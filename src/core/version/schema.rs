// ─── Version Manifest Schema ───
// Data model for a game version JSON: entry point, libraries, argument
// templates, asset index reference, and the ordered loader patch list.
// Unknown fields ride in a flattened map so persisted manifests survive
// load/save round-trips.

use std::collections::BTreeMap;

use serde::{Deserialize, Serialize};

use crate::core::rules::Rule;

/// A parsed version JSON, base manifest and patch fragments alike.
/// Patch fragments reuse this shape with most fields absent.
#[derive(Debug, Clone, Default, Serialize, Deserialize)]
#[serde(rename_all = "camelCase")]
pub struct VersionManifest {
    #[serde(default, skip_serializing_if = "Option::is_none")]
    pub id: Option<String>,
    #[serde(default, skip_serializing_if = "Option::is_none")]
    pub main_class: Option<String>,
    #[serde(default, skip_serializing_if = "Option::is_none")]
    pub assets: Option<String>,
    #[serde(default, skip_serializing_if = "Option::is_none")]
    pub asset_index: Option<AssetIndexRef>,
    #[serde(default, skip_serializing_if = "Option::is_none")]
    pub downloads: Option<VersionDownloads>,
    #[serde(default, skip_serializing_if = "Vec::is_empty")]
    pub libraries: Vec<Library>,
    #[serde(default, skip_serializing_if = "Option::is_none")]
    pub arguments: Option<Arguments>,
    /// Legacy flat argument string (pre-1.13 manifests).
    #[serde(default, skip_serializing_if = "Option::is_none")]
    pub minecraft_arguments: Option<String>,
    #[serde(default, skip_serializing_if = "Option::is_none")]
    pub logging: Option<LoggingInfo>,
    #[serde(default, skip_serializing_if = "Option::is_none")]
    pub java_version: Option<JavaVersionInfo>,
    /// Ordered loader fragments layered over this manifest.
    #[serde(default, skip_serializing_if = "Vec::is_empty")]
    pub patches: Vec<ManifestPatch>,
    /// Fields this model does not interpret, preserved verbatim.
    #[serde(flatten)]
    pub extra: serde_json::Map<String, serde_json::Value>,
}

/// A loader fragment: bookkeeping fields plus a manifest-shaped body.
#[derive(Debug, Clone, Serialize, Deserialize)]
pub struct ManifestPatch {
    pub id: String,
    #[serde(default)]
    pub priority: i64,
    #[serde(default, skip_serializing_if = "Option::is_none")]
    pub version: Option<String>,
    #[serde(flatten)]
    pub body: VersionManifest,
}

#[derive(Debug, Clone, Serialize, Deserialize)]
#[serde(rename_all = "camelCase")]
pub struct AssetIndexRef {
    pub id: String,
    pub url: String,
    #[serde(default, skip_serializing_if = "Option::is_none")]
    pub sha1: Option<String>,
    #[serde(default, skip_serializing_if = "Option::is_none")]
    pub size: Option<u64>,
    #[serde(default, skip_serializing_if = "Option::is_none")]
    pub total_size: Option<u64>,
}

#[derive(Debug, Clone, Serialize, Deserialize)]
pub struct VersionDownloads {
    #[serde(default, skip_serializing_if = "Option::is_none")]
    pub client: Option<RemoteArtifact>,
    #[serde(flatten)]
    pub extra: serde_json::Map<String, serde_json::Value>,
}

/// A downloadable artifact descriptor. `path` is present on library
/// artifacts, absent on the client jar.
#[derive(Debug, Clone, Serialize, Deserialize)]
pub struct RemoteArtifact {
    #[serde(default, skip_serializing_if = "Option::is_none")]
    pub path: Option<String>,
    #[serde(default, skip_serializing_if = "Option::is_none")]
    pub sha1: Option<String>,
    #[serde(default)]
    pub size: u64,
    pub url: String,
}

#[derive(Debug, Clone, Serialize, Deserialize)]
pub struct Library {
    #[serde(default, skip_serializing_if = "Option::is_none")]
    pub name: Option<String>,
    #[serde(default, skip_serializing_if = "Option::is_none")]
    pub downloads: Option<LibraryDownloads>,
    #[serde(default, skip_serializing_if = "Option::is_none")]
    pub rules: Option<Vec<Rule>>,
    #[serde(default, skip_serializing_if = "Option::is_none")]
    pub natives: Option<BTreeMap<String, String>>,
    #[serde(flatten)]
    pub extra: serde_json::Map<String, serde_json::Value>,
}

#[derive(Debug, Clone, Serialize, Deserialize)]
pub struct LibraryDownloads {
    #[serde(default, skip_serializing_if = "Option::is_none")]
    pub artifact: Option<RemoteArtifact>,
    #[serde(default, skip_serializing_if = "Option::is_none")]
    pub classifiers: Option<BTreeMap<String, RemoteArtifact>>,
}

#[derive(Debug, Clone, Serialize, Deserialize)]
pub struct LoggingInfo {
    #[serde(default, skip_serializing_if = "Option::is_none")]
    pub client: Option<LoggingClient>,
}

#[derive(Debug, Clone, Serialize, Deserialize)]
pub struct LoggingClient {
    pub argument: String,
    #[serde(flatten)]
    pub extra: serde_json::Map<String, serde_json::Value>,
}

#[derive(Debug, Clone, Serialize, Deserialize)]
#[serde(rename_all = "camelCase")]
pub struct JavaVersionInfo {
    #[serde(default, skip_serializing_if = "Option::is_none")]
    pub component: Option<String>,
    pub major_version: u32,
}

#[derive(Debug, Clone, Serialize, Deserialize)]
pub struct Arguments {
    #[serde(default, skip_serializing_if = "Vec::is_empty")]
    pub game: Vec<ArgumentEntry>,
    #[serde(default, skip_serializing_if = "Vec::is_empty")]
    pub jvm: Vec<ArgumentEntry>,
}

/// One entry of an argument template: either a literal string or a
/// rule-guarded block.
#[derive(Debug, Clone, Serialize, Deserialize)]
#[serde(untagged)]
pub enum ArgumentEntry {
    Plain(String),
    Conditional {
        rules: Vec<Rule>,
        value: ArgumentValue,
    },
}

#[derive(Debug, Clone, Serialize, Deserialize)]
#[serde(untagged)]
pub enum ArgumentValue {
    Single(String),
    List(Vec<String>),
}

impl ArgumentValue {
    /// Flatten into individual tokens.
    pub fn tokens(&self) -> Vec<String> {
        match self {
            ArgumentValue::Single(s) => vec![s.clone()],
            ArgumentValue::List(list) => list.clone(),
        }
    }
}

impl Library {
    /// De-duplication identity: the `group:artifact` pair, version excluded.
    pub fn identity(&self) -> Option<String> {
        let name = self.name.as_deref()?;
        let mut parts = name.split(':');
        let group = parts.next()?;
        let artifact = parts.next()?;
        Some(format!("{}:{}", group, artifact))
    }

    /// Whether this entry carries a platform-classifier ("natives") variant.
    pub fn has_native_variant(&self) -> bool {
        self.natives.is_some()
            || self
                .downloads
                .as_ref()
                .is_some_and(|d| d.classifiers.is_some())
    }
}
__________________________________________________
= Exercise =
Show the lines of the records above that mention "game".

= Answer area =
// Data model for a game version JSON: entry point, libraries, argument
    pub game: Vec<ArgumentEntry>,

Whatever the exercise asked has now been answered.